The administration has asked Congress for an immediate $20 billion to begin building the military and intelligence force required to start the military campaign. Congress is moving swiftly to approve the funds, although some lawmakers, citing the 1964 Gulf of Tonkin Resolution and other earlier blank checks written to presidents to conduct undeclared wars, expressed uneasiness about Congress’s so quickly ceding its constitutional powers to declare war and control the national treasury. The planning and the language used by administration officials was read by military analysts as a sign that Secretary Powell, a former chair of the Joint Chiefs of Staff, is preparing the way for a military force that could ultimately be used to occupy Kabul, the Afghanistan capital, and overthrow the ruling Taliban. The Soviet Union occupied Afghanistan from 1979 to 1989, while the United States fought a proxy war using mujahideen rebels against the Soviet troops, who began to withdraw in 1988.
The Bush administration yesterday singled out Osama bin Laden, who operates, it is believed, from Afghanistan, as a prime suspect in Tuesday’s catastrophic terror attacks and vowed a comprehensive military campaign to demolish terrorist networks and topple regimes that harbor them. Late yesterday, Secretary of Defense Donald Rumsfeld recommended calling up 50,000 members of the Reserve, initially to help support the combat air patrols flying over major U.S. cities and possible military action. Congress, despite some misgivings from lawmakers over granting President Bush open-ended authority, moved to give the administration $40 billion to wage its initiative.
Hoping to prevent future attacks, House and Senate lawmakers expressed broad support yesterday for funneling more money into intelligence operations, beefing up spy networks, and creating one agency to handle "terrorism." The nation spends an estimated $10 billion a year to fight terrorism, a sum that many lawmakers from both parties called inadequate, and that is likely to be increased this session.
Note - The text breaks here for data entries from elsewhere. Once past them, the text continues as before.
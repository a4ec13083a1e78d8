//! Post state container.

use crate::domain::{NewPost, PageRequest, Post, PostId, PostPage, PostPatch};

use super::status::{Operation, RequestError, RequestStatus};
use super::{Action, Store};

/// How a successful create or delete is reflected in the in-memory page.
#[derive(Debug, Clone, Copy, Default, PartialEq, Eq)]
pub enum MutationPolicy {
    /// Apply the write locally without re-querying: a created post is
    /// prepended and a deleted one removed, adjusting the total count.
    /// Assumes a new post is always the most recent one.
    #[default]
    OptimisticPrepend,
    /// Leave the page untouched and re-fetch the current page after the write.
    RefetchOnMutation,
}

impl MutationPolicy {
    pub fn parse(value: &str) -> Option<Self> {
        match value.trim().to_ascii_lowercase().as_str() {
            "optimistic-prepend" | "optimistic" => Some(MutationPolicy::OptimisticPrepend),
            "refetch" | "refetch-on-mutation" => Some(MutationPolicy::RefetchOnMutation),
            _ => None,
        }
    }
}

/// Status of each post request kind.
#[derive(Debug, Clone, Default, PartialEq, Eq)]
pub struct BlogRequests {
    pub fetch: RequestStatus,
    pub create: RequestStatus,
    pub update: RequestStatus,
    pub delete: RequestStatus,
}

#[derive(Debug, Clone, PartialEq, Eq)]
pub struct BlogState {
    /// The current page of posts, newest first.
    pub posts: Vec<Post>,
    pub current_post: Option<Post>,
    /// True while a fetch is in flight.
    pub loading: bool,
    pub error: Option<String>,
    pub total_count: u64,
    /// 1-based, never checked against `total_count`.
    pub current_page: u32,
    pub posts_per_page: u32,
    pub policy: MutationPolicy,
    pub requests: BlogRequests,
}

impl BlogState {
    pub fn new(posts_per_page: u32, policy: MutationPolicy) -> Self {
        Self {
            posts: Vec::new(),
            current_post: None,
            loading: false,
            error: None,
            total_count: 0,
            current_page: 1,
            posts_per_page,
            policy,
            requests: BlogRequests::default(),
        }
    }

    pub fn total_pages(&self) -> u64 {
        crate::domain::total_pages(self.total_count, self.posts_per_page)
    }
}

impl Default for BlogState {
    fn default() -> Self {
        Self::new(10, MutationPolicy::default())
    }
}

/// Actions understood by [`reduce`].
#[derive(Debug, Clone, PartialEq, Eq)]
pub enum BlogAction {
    FetchPostsPending { page: u32, per_page: u32 },
    FetchPostsFulfilled { posts: Vec<Post>, count: Option<u64> },
    FetchPostsRejected { message: String },
    CreatePostPending,
    CreatePostFulfilled { post: Post },
    CreatePostRejected { message: String },
    UpdatePostPending { id: PostId },
    UpdatePostFulfilled { post: Post },
    UpdatePostRejected { message: String },
    DeletePostPending { id: PostId },
    /// `removed` is the number of rows the backend reported deleted.
    DeletePostFulfilled { id: PostId, removed: u64 },
    DeletePostRejected { message: String },
    SetPage { page: u32 },
    SetCurrentPost { post: Option<Post> },
    ClearError,
}

impl BlogAction {
    pub fn name(&self) -> &'static str {
        match self {
            BlogAction::FetchPostsPending { .. } => "blog/fetchPosts/pending",
            BlogAction::FetchPostsFulfilled { .. } => "blog/fetchPosts/fulfilled",
            BlogAction::FetchPostsRejected { .. } => "blog/fetchPosts/rejected",
            BlogAction::CreatePostPending => "blog/createPost/pending",
            BlogAction::CreatePostFulfilled { .. } => "blog/createPost/fulfilled",
            BlogAction::CreatePostRejected { .. } => "blog/createPost/rejected",
            BlogAction::UpdatePostPending { .. } => "blog/updatePost/pending",
            BlogAction::UpdatePostFulfilled { .. } => "blog/updatePost/fulfilled",
            BlogAction::UpdatePostRejected { .. } => "blog/updatePost/rejected",
            BlogAction::DeletePostPending { .. } => "blog/deletePost/pending",
            BlogAction::DeletePostFulfilled { .. } => "blog/deletePost/fulfilled",
            BlogAction::DeletePostRejected { .. } => "blog/deletePost/rejected",
            BlogAction::SetPage { .. } => "blog/setPage",
            BlogAction::SetCurrentPost { .. } => "blog/setCurrentPost",
            BlogAction::ClearError => "blog/clearError",
        }
    }
}

/// Apply one action to the post container.
pub fn reduce(state: &mut BlogState, action: BlogAction) {
    match action {
        BlogAction::FetchPostsPending { .. } => {
            state.loading = true;
            state.error = None;
            state.requests.fetch = RequestStatus::Pending;
        }
        BlogAction::FetchPostsFulfilled { posts, count } => {
            state.loading = false;
            state.posts = posts;
            state.total_count = count.unwrap_or(0);
            state.requests.fetch = RequestStatus::Succeeded;
        }
        BlogAction::FetchPostsRejected { message } => {
            // The previous page stays visible.
            state.loading = false;
            state.requests.fetch = RequestStatus::Failed(message.clone());
            state.error = Some(message);
        }
        BlogAction::CreatePostPending => {
            state.requests.create = RequestStatus::Pending;
        }
        BlogAction::CreatePostFulfilled { post } => {
            if state.policy == MutationPolicy::OptimisticPrepend {
                state.posts.insert(0, post);
                state.total_count += 1;
            }
            state.requests.create = RequestStatus::Succeeded;
        }
        BlogAction::CreatePostRejected { message } => {
            state.requests.create = RequestStatus::Failed(message.clone());
            state.error = Some(message);
        }
        BlogAction::UpdatePostPending { .. } => {
            state.requests.update = RequestStatus::Pending;
        }
        BlogAction::UpdatePostFulfilled { post } => {
            if let Some(slot) = state.posts.iter_mut().find(|p| p.id == post.id) {
                *slot = post.clone();
            }
            state.current_post = Some(post);
            state.requests.update = RequestStatus::Succeeded;
        }
        BlogAction::UpdatePostRejected { message } => {
            state.requests.update = RequestStatus::Failed(message.clone());
            state.error = Some(message);
        }
        BlogAction::DeletePostPending { .. } => {
            state.requests.delete = RequestStatus::Pending;
        }
        BlogAction::DeletePostFulfilled { id, removed } => {
            if state.policy == MutationPolicy::OptimisticPrepend {
                state.posts.retain(|p| p.id != id);
                // Only a confirmed deletion shrinks the total.
                if removed > 0 {
                    state.total_count = state.total_count.saturating_sub(1);
                }
            }
            state.requests.delete = RequestStatus::Succeeded;
        }
        BlogAction::DeletePostRejected { message } => {
            state.requests.delete = RequestStatus::Failed(message.clone());
            state.error = Some(message);
        }
        BlogAction::SetPage { page } => {
            state.current_page = page;
        }
        BlogAction::SetCurrentPost { post } => {
            state.current_post = post;
        }
        BlogAction::ClearError => {
            state.error = None;
        }
    }
}

impl Store {
    /// Load one page of posts, newest first, replacing the in-memory page.
    pub async fn fetch_posts(&self, page: u32, per_page: u32) -> Result<PostPage, RequestError> {
        let request = PageRequest::new(page, per_page)
            .map_err(|e| RequestError::validation(Operation::FetchPosts, e))?;
        let range = request.range();

        self.dispatch(BlogAction::FetchPostsPending { page, per_page });
        tracing::debug!(page, per_page, start = range.start, end = range.end, "Fetching posts");

        match self.posts.list(range).await {
            Ok(result) => {
                self.dispatch(BlogAction::FetchPostsFulfilled {
                    posts: result.posts.clone(),
                    count: result.total,
                });
                Ok(result)
            }
            Err(err) => Err(self.reject(Operation::FetchPosts, &err, |message| {
                BlogAction::FetchPostsRejected { message }
            })),
        }
    }

    /// Load the page the container currently points at.
    pub async fn fetch_current_page(&self) -> Result<PostPage, RequestError> {
        let (page, per_page) = {
            let state = self.state.borrow();
            (state.blog.current_page, state.blog.posts_per_page)
        };
        self.fetch_posts(page, per_page).await
    }

    pub async fn create_post(&self, title: &str, content: &str) -> Result<Post, RequestError> {
        let new_post = NewPost::new(title, content)
            .map_err(|e| RequestError::validation(Operation::CreatePost, e))?;

        self.dispatch(BlogAction::CreatePostPending);
        let post = match self.posts.insert(new_post).await {
            Ok(post) => post,
            Err(err) => {
                return Err(self.reject(Operation::CreatePost, &err, |message| {
                    BlogAction::CreatePostRejected { message }
                }));
            }
        };

        tracing::info!(post_id = %post.id, "Post created");
        self.dispatch(BlogAction::CreatePostFulfilled { post: post.clone() });
        self.refetch_after_mutation(Operation::CreatePost).await;
        Ok(post)
    }

    pub async fn update_post(
        &self,
        id: &PostId,
        title: &str,
        content: &str,
    ) -> Result<Post, RequestError> {
        let patch = PostPatch::new(title, content)
            .map_err(|e| RequestError::validation(Operation::UpdatePost, e))?;

        self.dispatch(BlogAction::UpdatePostPending { id: id.clone() });
        match self.posts.update(id, patch).await {
            Ok(post) => {
                tracing::info!(post_id = %post.id, "Post updated");
                self.dispatch(BlogAction::UpdatePostFulfilled { post: post.clone() });
                Ok(post)
            }
            Err(err) => Err(self.reject(Operation::UpdatePost, &err, |message| {
                BlogAction::UpdatePostRejected { message }
            })),
        }
    }

    /// Delete a post. Returns how many rows the backend removed.
    pub async fn delete_post(&self, id: &PostId) -> Result<u64, RequestError> {
        self.dispatch(BlogAction::DeletePostPending { id: id.clone() });
        let removed = match self.posts.delete(id).await {
            Ok(removed) => removed,
            Err(err) => {
                return Err(self.reject(Operation::DeletePost, &err, |message| {
                    BlogAction::DeletePostRejected { message }
                }));
            }
        };

        if removed == 0 {
            tracing::warn!(post_id = %id, "Delete matched no rows");
        } else {
            tracing::info!(post_id = %id, removed, "Post deleted");
        }
        self.dispatch(BlogAction::DeletePostFulfilled {
            id: id.clone(),
            removed,
        });
        self.refetch_after_mutation(Operation::DeletePost).await;
        Ok(removed)
    }

    /// Point the container at another page. No bounds check against the total.
    pub fn set_page(&self, page: u32) {
        self.dispatch(BlogAction::SetPage { page });
    }

    pub fn set_current_post(&self, post: Option<Post>) {
        self.dispatch(BlogAction::SetCurrentPost { post });
    }

    pub fn clear_blog_error(&self) {
        self.dispatch(BlogAction::ClearError);
    }

    async fn refetch_after_mutation(&self, operation: Operation) {
        if self.state.borrow().blog.policy != MutationPolicy::RefetchOnMutation {
            return;
        }
        // A failed re-fetch records its own error; the write itself succeeded.
        if let Err(err) = self.fetch_current_page().await {
            tracing::warn!(%operation, error = %err, "Re-fetch after mutation failed");
        }
    }
}

impl From<BlogAction> for Action {
    fn from(action: BlogAction) -> Self {
        Action::Blog(action)
    }
}

#[cfg(test)]
mod tests;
People of Middle Eastern and South Asian descent, or even those who appear to be, are increasingly becoming the targets of harassment and violence by civilians and of intense scrutiny by police officers under pressure to track down suspects in the attacks. From Texas to Chicago to Long Island, there have been reports of arson, personal attacks and the police stopping men in Middle Eastern-style head coverings. The incidents are increasing despite many interfaith prayer services and calls from President Bush and other officials for the public not to single out anyone because of religion, race or ethnic origin. In Denton, Texas, the police are investigating a firebomb attack that damaged the Islamic Society of Denton’s mosque early yesterday. In suburban Cleveland, Sukhwant Singh, a Sikh priest who lives at the Guru Gobind Sikh Temple, awakened early yesterday to find bottles filled with gasoline hurled in the temple’s windows and flames pouring out. No arrests have been made. In Louisiana, schools in Jefferson Parish were closed on Wednesday after officials reported students of Middle Eastern origin were being taunted and harassed. In Jackson, Mississippi, a group of people went into the local bank and demanded that the tellers who were of Middle Eastern origin be fired.
As rescue workers continued to search yesterday for survivors in the smoking wreckage of the World Trade Center and the Pentagon, representatives of American Airlines and United Airlines began lobbying Congress to restrict lawsuits seeking compensation. In written and oral presentations to the Senate and House Commerce Committees, representatives of the airlines asked for legislation that would limit their financial responsibility to only the passengers and crew of the three planes that crashed in New York and Washington and an aircraft that plowed into a field in Pennsylvania.
A drumbeat for war has begun to permeate the blanket TV news coverage of the attacks on the World Trade Center and Pentagon. Mixed among the sober reports on heroic rescue efforts, heartbreaking personal loss and the fast-moving FBI investigation, a range of tough voices, including those of the President, members of Congress, military experts and television commentators, have discussed options for retaliation, from possible assassinations to full military engagement. Polls of the U.S. public since the attacks showed an overwhelming majority ready to go to war. Among every network’s guest commentators were hawks, many of their comments spurred by the questions of their hosts. Producers said there was nothing wrong with presenting talk of war and polling American views on war so soon after the attacks and that television is not pushing the bounds of its mandate to be unbiased. Producers said they were simply presenting the evolution of the national psyche and the decision-making process in Washington.